Becciu, i fondi neri e le riforme di Bergoglio, ma in Vaticano non ci sarà una tangentopoli

GIANLUIGI NUZZI

In fondo, a pensarci bene, è tutta una questione di sorrisi. E di soldi. Il sorriso di Bergoglio non è così lontano da quello luminoso e disarmante di papa Albino Luciani. Anzi, proprio i loro sorrisi si stagliano nei corridoi dei sacri palazzi, irradiano luce nel buio, contagiano di forza e coraggio chi vuole cacciare i mercanti dal tempio. Se non ci fosse stato il primo, mai avremmo avuto il secondo: insieme hanno rotto l’incantesimo nero di una curia immutabile, sovrastante il pontificato stesso con i beni temporali ridotti a scempio di una fiducia tradita.
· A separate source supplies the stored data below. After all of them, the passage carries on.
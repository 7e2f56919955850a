use frond_search_api::{CollectionQuery, MultiSearchRequest};

use super::category::CollectionSpec;

/// Total results requested per page across all collections.
pub const DEFAULT_PAGE_SIZE: usize = 15;
pub const DEFAULT_HIGHLIGHT_START: &str = "<mark>";
pub const DEFAULT_HIGHLIGHT_END: &str = "</mark>";

const HIGHLIGHT_AFFIX_TOKENS: usize = 8;
const DROP_TOKENS_THRESHOLD: usize = 1;
const NUM_TYPOS: usize = 2;

/// Per-dispatch tuning shared by every collection query.
#[derive(Debug, Clone, PartialEq, Eq)]
pub struct SearchParams {
	pub page_size: usize,
	pub highlight_start_tag: String,
	pub highlight_end_tag: String,
}

impl Default for SearchParams {
	fn default() -> Self {
		Self {
			page_size: DEFAULT_PAGE_SIZE,
			highlight_start_tag: DEFAULT_HIGHLIGHT_START.to_string(),
			highlight_end_tag: DEFAULT_HIGHLIGHT_END.to_string(),
		}
	}
}

impl SearchParams {
	/// Equal share of the page for each of `collections`, rounded up.
	pub fn per_collection(&self, collections: usize) -> usize {
		if collections == 0 {
			return 0;
		}
		self.page_size.div_ceil(collections)
	}
}

/// Build one multi-collection request for `query` at `page`.
pub fn build_request(
	query: &str,
	page: usize,
	collections: &[CollectionSpec],
	params: &SearchParams,
) -> MultiSearchRequest {
	let per_page = params.per_collection(collections.len());
	let searches = collections
		.iter()
		.map(|spec| {
			let fields = spec.query_by().join(",");
			CollectionQuery {
				collection: spec.name.clone(),
				q: query.to_string(),
				query_by: fields.clone(),
				query_by_weights: spec.weights().map(|weights| {
					weights
						.iter()
						.map(u32::to_string)
						.collect::<Vec<_>>()
						.join(",")
				}),
				per_page,
				page,
				prefix: true,
				highlight_full_fields: fields,
				highlight_affix_num_tokens: HIGHLIGHT_AFFIX_TOKENS,
				highlight_start_tag: params.highlight_start_tag.clone(),
				highlight_end_tag: params.highlight_end_tag.clone(),
				drop_tokens_threshold: DROP_TOKENS_THRESHOLD,
				num_typos: NUM_TYPOS,
			}
		})
		.collect();
	MultiSearchRequest { searches }
}

#[cfg(test)]
mod tests {
	use pretty_assertions::assert_eq;

	use super::*;
	use crate::search::category::default_collections;

	#[test]
	fn page_is_split_evenly_rounding_up() {
		let params = SearchParams::default();
		assert_eq!(params.per_collection(1), 15);
		assert_eq!(params.per_collection(2), 8);
		assert_eq!(params.per_collection(4), 4);
		assert_eq!(params.per_collection(0), 0);
	}

	#[test]
	fn fans_out_with_collection_fields() {
		let request = build_request("ada", 2, &default_collections(), &SearchParams::default());
		assert_eq!(request.len(), 4);

		let users = &request.searches[1];
		assert_eq!(users.collection, "users");
		assert_eq!(users.query_by, "first_name,last_name,bio");
		assert_eq!(users.query_by_weights.as_deref(), Some("1,2,3"));
		assert_eq!(users.highlight_full_fields, users.query_by);
		assert_eq!(users.per_page, 4);
		assert_eq!(users.page, 2);

		let threads = &request.searches[3];
		assert_eq!(threads.query_by, "title");
		assert_eq!(threads.query_by_weights, None);
		assert_eq!(threads.highlight_start_tag, "<mark>");
	}
}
Solo che Giovanni Paolo I sorrideva schiacciato in una mortale solitudine, amato sì da tutti ma solo fuori le mura leonine, lasciato lì ad affrontare Paul Casimir Marcinkus, la sua protervia, la sua ragnatela velenosa, armato solo con la Fede. «Non si amministra la Chiesa con le Ave Maria», gli urlava come una furia l’arcivescovo alla guida dello Ior dei Gelli, dei Calvi e dei Sindona. E proprio in quegli anni era appena nato in segreteria di stato un fondo occulto, che rappresenta oggi, in una clamorosa ruota del contrappasso, la cerniera simbolica tra i due pontificati.
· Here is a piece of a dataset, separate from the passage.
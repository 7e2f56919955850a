mod args;
mod output;

pub(crate) use args::{CliArgs, OutputFormat, parse_cli};
pub(crate) use output::{print_json, print_plain};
Infatti, proprio questo fondo ancor più riservato e discreto dello Ior, venne creato per mettere al riparo il pontefice dal cataclisma Marcinkus, per tutelare le riserve dello Stato e i fondi riservati del papa dall’orda di quegli anni di bancarotte, assassini vestiti da suicidi e narcodollari che infestavano i forzieri vaticani.
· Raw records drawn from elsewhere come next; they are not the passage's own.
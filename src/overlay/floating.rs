//! Placement of floating content relative to its trigger.
//!
//! Given the trigger's rectangle, the floating element's size and the
//! viewport, [`compute_position`] applies an offset along the main axis, flips
//! to the opposite side when the preferred side overflows, and shifts along
//! the cross axis to stay inside the viewport. [`FloatingAnchor`] caches the
//! inputs so hosts can recompute on every scroll or resize notification.

use ratatui::layout::{Rect, Size};

#[derive(Debug, Clone, Copy, PartialEq, Eq, Hash)]
pub enum Side {
	Top,
	Bottom,
	Left,
	Right,
}

impl Side {
	#[must_use]
	pub fn opposite(self) -> Self {
		match self {
			Self::Top => Self::Bottom,
			Self::Bottom => Self::Top,
			Self::Left => Self::Right,
			Self::Right => Self::Left,
		}
	}

	fn is_vertical(self) -> bool {
		matches!(self, Self::Top | Self::Bottom)
	}
}

#[derive(Debug, Clone, Copy, PartialEq, Eq, Hash, Default)]
pub enum Align {
	#[default]
	Start,
	Center,
	End,
}

#[derive(Debug, Clone, Copy, PartialEq, Eq, Hash)]
pub struct Placement {
	pub side: Side,
	pub align: Align,
}

impl Default for Placement {
	fn default() -> Self {
		Self {
			side: Side::Bottom,
			align: Align::Start,
		}
	}
}

/// Tuning for [`compute_position`].
#[derive(Debug, Clone, Copy, PartialEq, Eq)]
pub struct FloatingOptions {
	pub placement: Placement,
	/// Gap between trigger and content along the main axis.
	pub offset: u16,
	/// Try the opposite side when the preferred side overflows.
	pub flip: bool,
	/// Minimum distance from the viewport edge along the cross axis.
	pub shift_padding: u16,
}

impl Default for FloatingOptions {
	fn default() -> Self {
		Self {
			placement: Placement::default(),
			offset: 1,
			flip: true,
			shift_padding: 1,
		}
	}
}

/// Where to draw the floating element.
#[derive(Debug, Clone, Copy, PartialEq, Eq)]
pub struct FloatingPosition {
	pub x: u16,
	pub y: u16,
	/// Placement actually used after flipping.
	pub placement: Placement,
}

impl FloatingPosition {
	#[must_use]
	pub fn rect(&self, size: Size) -> Rect {
		Rect::new(self.x, self.y, size.width, size.height)
	}
}

/// Compute the position of a `floating` element anchored to `trigger`.
#[must_use]
pub fn compute_position(
	trigger: Rect,
	floating: Size,
	viewport: Rect,
	options: FloatingOptions,
) -> FloatingPosition {
	let mut placement = options.placement;
	let (mut x, mut y) = coords(trigger, floating, placement, options.offset);

	if options.flip {
		let overflow = main_overflow(x, y, floating, viewport, placement.side);
		if overflow > 0 {
			let flipped = Placement {
				side: placement.side.opposite(),
				..placement
			};
			let (fx, fy) = coords(trigger, floating, flipped, options.offset);
			if main_overflow(fx, fy, floating, viewport, flipped.side) < overflow {
				placement = flipped;
				(x, y) = (fx, fy);
			}
		}
	}

	let padding = i32::from(options.shift_padding);
	if placement.side.is_vertical() {
		x = shift(x, i32::from(floating.width), viewport.x, viewport.width, padding);
		y = shift(y, i32::from(floating.height), viewport.y, viewport.height, 0);
	} else {
		y = shift(y, i32::from(floating.height), viewport.y, viewport.height, padding);
		x = shift(x, i32::from(floating.width), viewport.x, viewport.width, 0);
	}

	FloatingPosition {
		x: to_u16(x),
		y: to_u16(y),
		placement,
	}
}

fn coords(trigger: Rect, floating: Size, placement: Placement, offset: u16) -> (i32, i32) {
	let (tx, ty) = (i32::from(trigger.x), i32::from(trigger.y));
	let (tw, th) = (i32::from(trigger.width), i32::from(trigger.height));
	let (fw, fh) = (i32::from(floating.width), i32::from(floating.height));
	let offset = i32::from(offset);

	let cross = |start: i32, trigger_len: i32, floating_len: i32| match placement.align {
		Align::Start => start,
		Align::Center => start + (trigger_len - floating_len) / 2,
		Align::End => start + trigger_len - floating_len,
	};

	match placement.side {
		Side::Bottom => (cross(tx, tw, fw), ty + th + offset),
		Side::Top => (cross(tx, tw, fw), ty - offset - fh),
		Side::Right => (tx + tw + offset, cross(ty, th, fh)),
		Side::Left => (tx - offset - fw, cross(ty, th, fh)),
	}
}

/// Cells by which the element spills past the viewport on `side`.
fn main_overflow(x: i32, y: i32, floating: Size, viewport: Rect, side: Side) -> i32 {
	let overflow = match side {
		Side::Bottom => y + i32::from(floating.height) - i32::from(viewport.bottom()),
		Side::Top => i32::from(viewport.y) - y,
		Side::Right => x + i32::from(floating.width) - i32::from(viewport.right()),
		Side::Left => i32::from(viewport.x) - x,
	};
	overflow.max(0)
}

/// Clamp `start` so that `[start, start + len)` stays within the viewport span,
/// keeping `padding` cells clear where possible.
fn shift(start: i32, len: i32, origin: u16, extent: u16, padding: i32) -> i32 {
	let min = i32::from(origin) + padding;
	let max = i32::from(origin) + i32::from(extent) - padding - len;
	if max < min {
		return i32::from(origin).max(start.min(i32::from(origin) + i32::from(extent) - len));
	}
	start.clamp(min, max)
}

fn to_u16(value: i32) -> u16 {
	u16::try_from(value.max(0)).unwrap_or(u16::MAX)
}

/// Cached positioning inputs that can be re-evaluated on layout changes.
#[derive(Debug, Clone, Default)]
pub struct FloatingAnchor {
	options: FloatingOptions,
	last: Option<FloatingPosition>,
}

impl FloatingAnchor {
	#[must_use]
	pub fn new(options: FloatingOptions) -> Self {
		Self {
			options,
			last: None,
		}
	}

	pub fn options(&self) -> FloatingOptions {
		self.options
	}

	/// Last computed position, if any layout has been seen yet.
	pub fn position(&self) -> Option<FloatingPosition> {
		self.last
	}

	/// Recompute after a scroll, resize or content change.
	///
	/// Returns the new position when it differs from the previous one.
	pub fn update(&mut self, trigger: Rect, floating: Size, viewport: Rect) -> Option<FloatingPosition> {
		let next = compute_position(trigger, floating, viewport, self.options);
		if self.last == Some(next) {
			return None;
		}
		self.last = Some(next);
		Some(next)
	}

	/// Forget the cached position, e.g. when the content unmounts.
	pub fn reset(&mut self) {
		self.last = None;
	}
}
Proprio da lì, ad esempio, erano partiti i 406 milioni di dollari destinati ai piccoli risparmiatori dell’Ambrosiano pur di chiudere quell’incubo. Era stato monsignor Gianfranco Piovano, diplomatico, a gestire l’invisibile struttura, facendola crescere anno dopo anno. E così quando nel 2009 Bertone lo sostituì con monsignor Alberto Perlasca, ormai quella creatura finanziaria aveva un portafoglio e un’autonomia impressionante, capace di raccogliere e coordinare parte delle contabilità parallele, dei fuori bilancio. La missione della sezione finanziaria era sfuggita di mano. Il papa non aveva più contezza di quanto accadeva in quegli uffici, imminente regno del sardo di Pattada, dell’abilissimo Angelo Becciu, divenuto sostituto – terza carica nello Stato – nel 2011. E se è vero che papa Francesco fin dai primi giorni di pontificato ha cercato di destrutturare la curia, da buon gesuita ha capito subito che quell’entità andava affrontata per ultima. Per non fallire, di perdere come purtroppo era accaduto a papa Luciani, morto anzitempo.